Тань-Тин отбивался, захлебывался визгом, а Пустякинишна послушно подставляла круглый крутой лобик и косила глазами, виновато сияя...
Стоило папе переступить порог, как появлялись гости. Шум, споры, гитара, песни, дым. Маленький Костя тут же пристраивался в углу дивана, широко открыв аспидно-серые глаза, боясь упустить, проглядеть. А папа метался по комнате, как язык огня, - словно вспыхивал, перекидывался с места на место, от него становилось горячо и ярко, даже щеки горели.
Но самое лучшее начиналось потом, когда гости уходили и они оставались втроем - папа, мама и он. Костю укладывали спать и гасили свет, а он нарочно долго не спал, все слушал, как шептались в темноте папа и мама. Какие слова они говорили! Особенно папа! Сколько имен у него было для мамы, для Пустякинишны!
Костя слушал, сладко борясь со сном, чувствуя на глазах горячие слезы, изнемогая от любви к ним, к самому себе, ко всему на свете.
Папа уезжал, и снова они оставались вдвоем. О, им не было скучно вдвоем - им было хорошо. Мама ходила на службу, но ведь она возвращалась, и даже ждать ее было интересно. Костя замечал, где было солнце вчера, когда она пришла, или куда падала тень от стула, и, глядя на свои солнечные часы, говорил в уме: теперь уже скоро, совсем скоро... Ну, еще, еще немножечко... И вот - она.
Она входила, такая, как всегда, и все же каждый раз новая, целовала его и сразу же начинала играть. Словно она играла уже на улице, а здесь только продолжала.
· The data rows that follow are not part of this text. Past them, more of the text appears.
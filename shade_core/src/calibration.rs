//! Percent ↔ raw mapping through a per-shade piecewise-linear curve.
//!
//! A curve is an ordered list of `(percent, raw)` anchors: percent strictly
//! ascending from 0 to 100, raw non-decreasing (flat runs allowed). Curves are
//! immutable and validated on construction, so an invalid curve can never be
//! attached to a shade. Replacing a curve means building a new one.
//!
//! Inversion flips the percent axis: with `invert_axis` set, 100% maps to the
//! raw value of the 0% anchor and vice versa.

use crate::error::CalibrationError;
use shade_traits::RAW_MAX;
use std::sync::Arc;

/// Percent coalescing distance used by the assisted calibration helpers.
pub const ASSISTED_PERCENT_EPSILON: u8 = 1;
/// Raw distance under which a re-captured anchor is considered unchanged.
pub const ASSISTED_RAW_EPSILON: u16 = 4;

#[derive(Debug, Clone, Copy, PartialEq, Eq)]
pub struct Anchor {
    pub percent: u8,
    pub raw: u16,
}

impl Anchor {
    pub const fn new(percent: u8, raw: u16) -> Self {
        Self { percent, raw }
    }
}

/// Convert loosely typed anchor pairs (as parsed from TOML/CSV) into anchors,
/// checking the numeric ranges. Curve rules are checked by [`validate`].
pub fn anchors_from_pairs(
    pairs: impl IntoIterator<Item = (i64, i64)>,
) -> Result<Vec<Anchor>, CalibrationError> {
    pairs
        .into_iter()
        .enumerate()
        .map(|(index, (percent, raw))| {
            let percent = u8::try_from(percent)
                .ok()
                .filter(|p| *p <= 100)
                .ok_or(CalibrationError::PercentRange { index, percent })?;
            let raw = u16::try_from(raw).map_err(|_| CalibrationError::RawRange { index, raw })?;
            Ok(Anchor { percent, raw })
        })
        .collect()
}

/// Check the curve rules: at least two anchors, 0% first, 100% last, percent
/// strictly ascending, raw non-decreasing.
pub fn validate(anchors: &[Anchor]) -> Result<(), CalibrationError> {
    if anchors.len() < 2 {
        return Err(CalibrationError::TooFewAnchors {
            count: anchors.len(),
        });
    }
    let (Some(first), Some(last)) = (anchors.first(), anchors.last()) else {
        return Err(CalibrationError::TooFewAnchors { count: 0 });
    };
    if first.percent != 0 || last.percent != 100 {
        return Err(CalibrationError::Endpoints);
    }
    for (offset, pair) in anchors.windows(2).enumerate() {
        let index = offset + 1;
        if pair[1].percent <= pair[0].percent {
            return Err(CalibrationError::PercentOrder { index });
        }
        if pair[1].raw < pair[0].raw {
            return Err(CalibrationError::RawDecreasing { index });
        }
    }
    Ok(())
}

/// A validated curve with a resolved inversion flag.
#[derive(Debug, Clone, PartialEq, Eq)]
pub struct CalibrationCurve {
    anchors: Arc<[Anchor]>,
    invert_axis: bool,
}

impl CalibrationCurve {
    pub fn new(anchors: Vec<Anchor>, invert_axis: bool) -> Result<Self, CalibrationError> {
        validate(&anchors)?;
        Ok(Self {
            anchors: anchors.into(),
            invert_axis,
        })
    }

    /// Two-anchor identity curve `0 → 0, 100 → max_raw`.
    pub fn identity(max_raw: u16, invert_axis: bool) -> Self {
        Self {
            anchors: Arc::from([Anchor::new(0, 0), Anchor::new(100, max_raw)]),
            invert_axis,
        }
    }

    pub fn anchors(&self) -> &[Anchor] {
        &self.anchors
    }

    pub fn invert_axis(&self) -> bool {
        self.invert_axis
    }

    pub fn percent_to_raw(&self, percent: f64) -> u16 {
        percent_to_raw(self, percent)
    }

    pub fn raw_to_percent(&self, raw: u16) -> f64 {
        raw_to_percent(self, raw)
    }
}

/// Map a 0–100 percent (as seen by the entity layer) to a raw target.
///
/// Percent is clamped to [0, 100]; inversion is applied before lookup. A
/// percent that lands exactly on an anchor returns that anchor's raw value.
pub fn percent_to_raw(curve: &CalibrationCurve, percent: f64) -> u16 {
    let mut p = if percent.is_finite() {
        percent.clamp(0.0, 100.0)
    } else {
        0.0
    };
    if curve.invert_axis {
        p = 100.0 - p;
    }
    for pair in curve.anchors.windows(2) {
        let (start, end) = (pair[0], pair[1]);
        if p > f64::from(end.percent) {
            continue;
        }
        if p == f64::from(start.percent) {
            return start.raw;
        }
        if p == f64::from(end.percent) {
            return end.raw;
        }
        let span = f64::from(end.percent) - f64::from(start.percent);
        let ratio = (p - f64::from(start.percent)) / span;
        let raw = f64::from(start.raw) + (f64::from(end.raw) - f64::from(start.raw)) * ratio;
        return raw.round().clamp(0.0, f64::from(RAW_MAX)) as u16;
    }
    curve.anchors.last().map_or(0, |a| a.raw)
}

/// Map a raw position back to a 0–100 percent (unrounded).
///
/// Raw values outside the curve's span clamp to its ends. On a flat run the
/// lowest percent of the run is returned, so the inverse is deterministic.
pub fn raw_to_percent(curve: &CalibrationCurve, raw: u16) -> f64 {
    let (Some(first), Some(last)) = (curve.anchors.first(), curve.anchors.last()) else {
        return 0.0;
    };
    let r = raw.clamp(first.raw, last.raw);
    let mut pct = f64::from(last.percent);
    for pair in curve.anchors.windows(2) {
        let (start, end) = (pair[0], pair[1]);
        if r > end.raw {
            continue;
        }
        if r <= start.raw {
            pct = f64::from(start.percent);
        } else {
            // r > start.raw and r <= end.raw, so the segment is not flat here
            let span = f64::from(end.raw) - f64::from(start.raw);
            let ratio = (f64::from(r) - f64::from(start.raw)) / span;
            pct = f64::from(start.percent)
                + (f64::from(end.percent) - f64::from(start.percent)) * ratio;
        }
        break;
    }
    if curve.invert_axis { 100.0 - pct } else { pct }
}

/// Per-shade calibration: validated anchors plus an optional invert override.
#[derive(Debug, Clone, PartialEq, Eq)]
pub struct ShadeCalibration {
    anchors: Arc<[Anchor]>,
    invert_override: Option<bool>,
}

impl ShadeCalibration {
    pub fn new(anchors: Vec<Anchor>, invert_override: Option<bool>) -> Result<Self, CalibrationError> {
        validate(&anchors)?;
        Ok(Self {
            anchors: anchors.into(),
            invert_override,
        })
    }

    pub fn identity(max_raw: u16) -> Self {
        Self {
            anchors: Arc::from([Anchor::new(0, 0), Anchor::new(100, max_raw)]),
            invert_override: None,
        }
    }

    pub fn anchors(&self) -> &[Anchor] {
        &self.anchors
    }

    pub fn invert_override(&self) -> Option<bool> {
        self.invert_override
    }

    /// Resolve against the global invert default.
    pub fn curve(&self, global_invert: bool) -> CalibrationCurve {
        CalibrationCurve {
            anchors: Arc::clone(&self.anchors),
            invert_axis: self.invert_override.unwrap_or(global_invert),
        }
    }

    /// Insert or replace an anchor captured during assisted calibration.
    ///
    /// An existing anchor within [`ASSISTED_PERCENT_EPSILON`] is replaced,
    /// unless its raw value is already within [`ASSISTED_RAW_EPSILON`], in
    /// which case nothing changes and `false` is returned.
    pub fn with_assisted_anchor(
        &self,
        percent: u8,
        raw: u16,
    ) -> Result<(Self, bool), CalibrationError> {
        let percent = percent.min(100);
        let mut anchors: Vec<Anchor> = self.anchors.to_vec();
        if let Some(existing) = anchors
            .iter_mut()
            .find(|a| a.percent.abs_diff(percent) <= ASSISTED_PERCENT_EPSILON)
        {
            if existing.raw.abs_diff(raw) <= ASSISTED_RAW_EPSILON {
                return Ok((self.clone(), false));
            }
            existing.raw = raw;
        } else {
            let at = anchors
                .iter()
                .position(|a| percent < a.percent)
                .unwrap_or(anchors.len());
            anchors.insert(at, Anchor::new(percent, raw));
        }
        let next = Self::new(anchors, self.invert_override)?;
        Ok((next, true))
    }
}

/// Midpoint of the largest percent gap across a cohort's anchors.
///
/// Anchor percents from all curves are merged, points within `epsilon` of an
/// already kept point are coalesced, and the widest gap wins (earliest on
/// ties). Returns `default` when there is nothing to compare.
pub fn largest_gap_target<'a>(
    curves: impl IntoIterator<Item = &'a [Anchor]>,
    epsilon: u8,
    default: u8,
) -> u8 {
    let mut all: Vec<u8> = curves
        .into_iter()
        .flat_map(|anchors| anchors.iter().map(|a| a.percent))
        .collect();
    all.sort_unstable();
    let mut points: Vec<u8> = Vec::with_capacity(all.len());
    for p in all {
        if points.last().is_none_or(|last| p.abs_diff(*last) > epsilon) {
            points.push(p);
        }
    }
    if points.len() < 2 {
        return default;
    }
    let mut best_gap = 0u8;
    let mut target = default;
    for pair in points.windows(2) {
        let gap = pair[1] - pair[0];
        if gap > best_gap {
            best_gap = gap;
            target = pair[0] + gap / 2;
        }
    }
    target.min(100)
}
//! Renderer module — trait-based format dispatch.

pub mod html;
pub mod json;

use crate::fields::Page;
use anyhow::{anyhow, Result};

/// Trait for rendering a reference page into a specific output format.
pub trait Renderer {
    fn render(&self, page: &Page) -> Result<String>;
    fn file_extension(&self) -> &str;
}

/// Create a renderer for the given format name.
pub fn create_renderer(format: &str) -> Result<Box<dyn Renderer>> {
    match format {
        "html" => Ok(Box::new(html::HtmlRenderer)),
        "json" => Ok(Box::new(json::JsonRenderer)),
        _ => Err(anyhow!("unknown format: {}. Use html or json", format)),
    }
}

#[cfg(test)]
mod tests {
    use super::*;

    #[test]
    fn known_formats() {
        assert_eq!(create_renderer("html").unwrap().file_extension(), "html");
        assert_eq!(create_renderer("json").unwrap().file_extension(), "json");
    }

    #[test]
    fn unknown_format() {
        let err = create_renderer("markdown").err().unwrap();
        assert!(err.to_string().contains("unknown format: markdown"));
    }
}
Играя, она накрывала на стол, играя, обедали. Тарелки становились домами, вилки и ложки - людьми. Люди ходили друг к другу в гости. А иногда людьми были хлеб, сахар, яблоки. Очень смешно ковыляло яблоко на тонких спичечных ножках, с бумажным колпачком на макушке...
Разные у них были игры. Они сами их выдумывали, и у каждой игры было название. Была игра "плюх гусиный", была игра "шарики-булки", была игра "лапчатым шагом"...
А еще лучше было вечером, перед сном, забраться с мамой на диван и слушать рассказы. Забраться надо было очень-очень глубоко, очень уютно, совсем укопаться в подушки, а сверху накрыться клетчатым, бахромчатым пледом. Мама с Тань-Тином долго устраивались, примащивались на диване, перетягивали плед, приговаривая: "надо суетиться, надо суетиться", наконец, отыскав нужный уют, затихали, обнявшись. "Теперь рассказывай", говорил Тань-Тин.
Самый любимый рассказ был про бедного Пульбика.
- Про бедного Пульбика, - требовал Тань-Тин.
- Бедный-бедный Пульбик, - начинала мама каким-то особенным, таинственным голосом. - Бедный Пульбик и так-то был бедный, а еще очень любил прибедняться...
Свои любимые рассказы он знал назубок, и боже упаси было переставить или заменить хоть одно слово. Вообще, Тянь-Тин был консерватор. Он хотел, чтобы все оставалось, как было. Пусть только длится, длится, длится, пусть никуда не уходит счастье, которое есть теперь.
Детство Тань-Тина еще было тем замечательно, что он почти не слышал слова "нельзя", под которое растут многие дети. Он рано и подолгу оставался один и привык сам собой распоряжаться. Мама работала, папа - тоже, да его почти никогда и не было дома. Совсем маленьким Тань-Тин приучился сам есть, бережно подбирая крошки, сам одеваться и раздеваться, сам ложиться спать, если мамы долго не было. Он мыл руки, когда это ему приходило в голову, а не приходило - тоже не беда: мама, придя домой, звонко кричала: "А ну-ка, вдвоем, мыть руки, мыть руки, посмотрим, у кого грязнее!" - и он радостно намыливал под тонкой струйкой ледяной воды маленькие красные руки, гордясь тем, какая черная капает с них вода на белую эмаль раковины...
А квартира, когда он оставался один, была не пустая: в ней жили соседи.
Любимым соседом у Тань-Тина был старик настройщик, Генрих Федорович, со своей кошкой и скрипкой.